Preciosa throws away her tambourine
and runs off without stopping.
The stud-wind pursues her
with a hot sword.
The sea scowls up its roar
The olive trees grow pale.
Flutes of forest shade sing,
and the smooth gong of the snow.

That's Langston Hughes. His translation of the Gypsy Ballads is the best one out of all. Not only that, but I'm prepared to argue that this is some of the best poetry Hughes himself wrote. (Just as Cathay and the Seafarer belong to Pound's best work.)

It took me a while to be a connossieur of Lorca translations. It takes a special kind of bracketing off, of forgetfulness. I have to forget that I would use the word "chase" instead of "pursue" in this case, that "y el liso gong de la nieve" HAS to be "and the smooth gong of the snow." That's a gift from Lorca so why credit the translator? The translation dissolves in the analysis. You have to sit back and enjoy it as the particular performance that it is, not judge it against the one true performance that it will never be. You have to know you are reading a poem by Langston Hughes, not a poem by Lorca.
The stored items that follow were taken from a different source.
impl MqttTransport {
    /// Create a transport from broker settings. Nothing is sent until
    /// [`Transport::connect`].
    pub fn new(config: &MqttConfig) -> Self {
        let mut options = MqttOptions::new(
            config.client_id.as_str(),
            config.host.as_str(),
            config.port,
        );
        options.set_clean_session(config.clean_session);
        options.set_keep_alive(Duration::from_secs(config.keep_alive_secs));
        if let Some(user) = &config.user {
            let password = config.password.as_ref().map(|p| p.as_str()).unwrap_or("");
            options.set_credentials(user.as_str(), password);
        }
        if config.tls {
            options.set_transport(rumqttc::Transport::tls_with_default_config());
        }

        Self {
            options: Mutex::new(options),
            handler: Arc::new(Mutex::new(None)),
            client: Mutex::new(None),
            connection: Mutex::new(None),
            delivery: Mutex::new(None),
            confirmer: Arc::new(Confirmer::default()),
            confirming: Mutex::new(()),
        }
    }

    /// Queue a publish request, optionally as the one awaiting confirmation.
    ///
    /// The client lock is held while the request is counted and queued so
    /// request numbers follow queue order.
    fn send(&self, topic: &str, payload: &[u8], qos: QoS, retain: bool, confirm: bool) -> Result<()> {
        let mut client = lock(&self.client);
        let client = client.as_mut().ok_or(TransportError::Disconnected)?;

        {
            let mut state = lock(&self.confirmer.state);
            let request = state.request();
            if confirm {
                state.expect(request, qos);
            }
        }

        client
            .publish(topic, to_rumqttc(qos), retain, payload.to_vec())
            .map_err(|e| {
                lock(&self.confirmer.state).withdraw();
                TransportError::Publish(message(&e.to_string())).into()
            })
    }

    /// Drive the parked event loop until `settled` returns a result.
    ///
    /// Only used during setup, before the delivery thread owns the
    /// connection.
    fn pump_until(&self, mut settled: impl FnMut(&Packet) -> Option<Result<()>>) -> Result<()> {
        let mut connection = lock(&self.connection);
        let connection = connection.as_mut().ok_or(TransportError::Disconnected)?;

        let deadline = Instant::now() + SETUP_TIMEOUT;
        while Instant::now() < deadline {
            match connection.recv_timeout(POLL_INTERVAL) {
                Ok(Ok(event)) => {
                    if let Event::Incoming(packet) = &event {
                        if let Some(result) = settled(packet) {
                            return result;
                        }
                    }
                    dispatch(&event, &self.handler, &self.confirmer);
                }
                Ok(Err(e)) => return Err(TransportError::Setup(message(&e.to_string())).into()),
                Err(_) => {}
            }
        }
        Err(TransportError::Setup(message("broker did not answer in time")).into())
    }
}

/// Hand an event to the message handler or the confirmation tracking.
fn dispatch(event: &Event, handler: &Mutex<Option<MessageHandler>>, confirmer: &Confirmer) {
    match event {
        Event::Incoming(Packet::Publish(publish)) => {
            if let Some(handler) = lock(handler).as_mut() {
                handler(&publish.topic, &publish.payload);
            }
        }
        Event::Incoming(Packet::PubAck(_))
        | Event::Incoming(Packet::PubComp(_))
        | Event::Outgoing(Outgoing::Publish(_)) => confirmer.observe(event),
        other => debug!("MQTT event {:?}", other),
    }
}

fn deliver(
    mut connection: Connection,
    stop: Arc<AtomicBool>,
    handler: Arc<Mutex<Option<MessageHandler>>>,
    confirmer: Arc<Confirmer>,
) -> Connection {
    while !stop.load(Ordering::Acquire) {
        match connection.recv_timeout(POLL_INTERVAL) {
            Ok(Ok(event)) => dispatch(&event, &handler, &confirmer),
            Ok(Err(e)) => {
                warn!("MQTT connection error: {}", e);
                confirmer.disconnected();
                thread::sleep(RECONNECT_DELAY);
            }
            Err(_) => {}
        }
    }
    connection
}

impl Transport for MqttTransport {
    fn set_last_will(&self, topic: &str, payload: &[u8], qos: QoS, retain: bool) -> Result<()> {
        let will = LastWill::new(topic, payload.to_vec(), to_rumqttc(qos), retain);
        lock(&self.options).set_last_will(will);
        Ok(())
    }

    fn set_message_handler(&self, handler: MessageHandler) -> Result<()> {
        *lock(&self.handler) = Some(handler);
        Ok(())
    }

    fn connect(&self) -> Result<()> {
        let options = lock(&self.options).clone();
        info!("connecting to {:?}", options.broker_address());

        let (client, connection) = Client::new(options, REQUEST_CAPACITY);
        *lock(&self.confirmer.state) = Confirmations::default();
        *lock(&self.client) = Some(client);
        *lock(&self.connection) = Some(connection);

        self.pump_until(|packet| match packet {
            Packet::ConnAck(ack) if ack.code == ConnectReturnCode::Success => {
                info!("connected to broker");
                Some(Ok(()))
            }
            Packet::ConnAck(ack) => Some(Err(TransportError::Setup(message(&format!(
                "connection refused: {:?}",
                ack.code
            )))
            .into())),
            _ => None,
        })
    }

    fn subscribe(&self, topic: &str, qos: QoS) -> Result<()> {
        {
            let mut client = lock(&self.client);
            let client = client.as_mut().ok_or(TransportError::Disconnected)?;
            client
                .subscribe(topic, to_rumqttc(qos))
                .map_err(|e| TransportError::Setup(message(&e.to_string())))?;
        }

        self.pump_until(|packet| match packet {
            Packet::SubAck(ack) if ack.return_codes.contains(&SubscribeReasonCode::Failure) => Some(Err(
                TransportError::Setup(message("subscription rejected by broker")).into(),
            )),
            Packet::SubAck(_) => Some(Ok(())),
            _ => None,
        })
    }

    fn publish(&self, topic: &str, payload: &[u8], qos: QoS, retain: bool) -> Result<()> {
        self.send(topic, payload, qos, retain, false)
    }

    fn publish_confirmed(
        &self,
        topic: &str,
        payload: &[u8],
        qos: QoS,
        retain: bool,
        timeout: Duration,
    ) -> Result<()> {
        let _confirming = lock(&self.confirming);
        self.send(topic, payload, qos, retain, true)?;
        self.confirmer.wait(timeout)
    }

    fn start_delivery(&self) -> Result<()> {
        let mut delivery = lock(&self.delivery);
        if delivery.is_some() {
            return Ok(());
        }
        let connection = lock(&self.connection)
            .take()
            .ok_or(TransportError::Disconnected)?;

        let stop = Arc::new(AtomicBool::new(false));
        let thread = {
            let stop = Arc::clone(&stop);
            let handler = Arc::clone(&self.handler);
            let confirmer = Arc::clone(&self.confirmer);
            thread::Builder::new()
                .name("mqtt-delivery".into())
                .spawn(move || deliver(connection, stop, handler, confirmer))
                .map_err(|e| TransportError::Setup(message(&e.to_string())))?
        };

        *delivery = Some(Delivery { stop, thread });
        Ok(())
    }

    fn stop_delivery(&self) -> Result<()> {
        let Some(delivery) = lock(&self.delivery).take() else {
            return Ok(());
        };

        delivery.stop.store(true, Ordering::Release);
        let connection = delivery
            .thread
            .join()
            .map_err(|_| TransportError::Setup(message("delivery thread panicked")))?;
        *lock(&self.connection) = Some(connection);
        Ok(())
    }

    fn disconnect(&self) -> Result<()> {
        self.stop_delivery()?;
        let Some(client) = lock(&self.client).take() else {
            return Ok(());
        };
        client
            .disconnect()
            .map_err(|e| TransportError::Publish(message(&e.to_string())))?;

        // drive the event loop until the disconnect packet is out
        if let Some(mut connection) = lock(&self.connection).take() {
            let deadline = Instant::now() + DISCONNECT_TIMEOUT;
            while Instant::now() < deadline {
                match connection.recv_timeout(POLL_INTERVAL) {
                    Ok(Ok(Event::Outgoing(Outgoing::Disconnect))) | Ok(Err(_)) => break,
                    _ => {}
                }
            }
        }
        info!("disconnected from broker");
        Ok(())
    }
}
Hughes has a defined voice as a translator. What I like, though, is that it isn't intrusive. It's vernacular in tone, but there is no attempt to reproduce any particular American vernacular.

2 comentarios:

Don Share dijo...

Thanks for speaking up for the Hughes! I've been touting it for ages, but keep getting funny looks. It's superb.

Years ago, I was editing a Lorca in English for Penguin Classics - but they killed it on the grounds that sales would be low. Go figure.

Mark Statman dijo...

I've always liked the Hughes translations--I think there was something in Hughes that connected with the early Lorca (deep song, gypsy ballads). I think Jonathan's point, that he is not intrusive is a very good one, and in part, it's because of that connection--he doesn't have to be (I think here of Belitt deliberately doing this).

The idea of Lorca sales as low is a strange one. I don't think they'll ever be high, but they'll always be there. It's why FSG has kept those books in print for so many years, why Oxford has done it, and I hope, why Grove has done it. Steady and over time.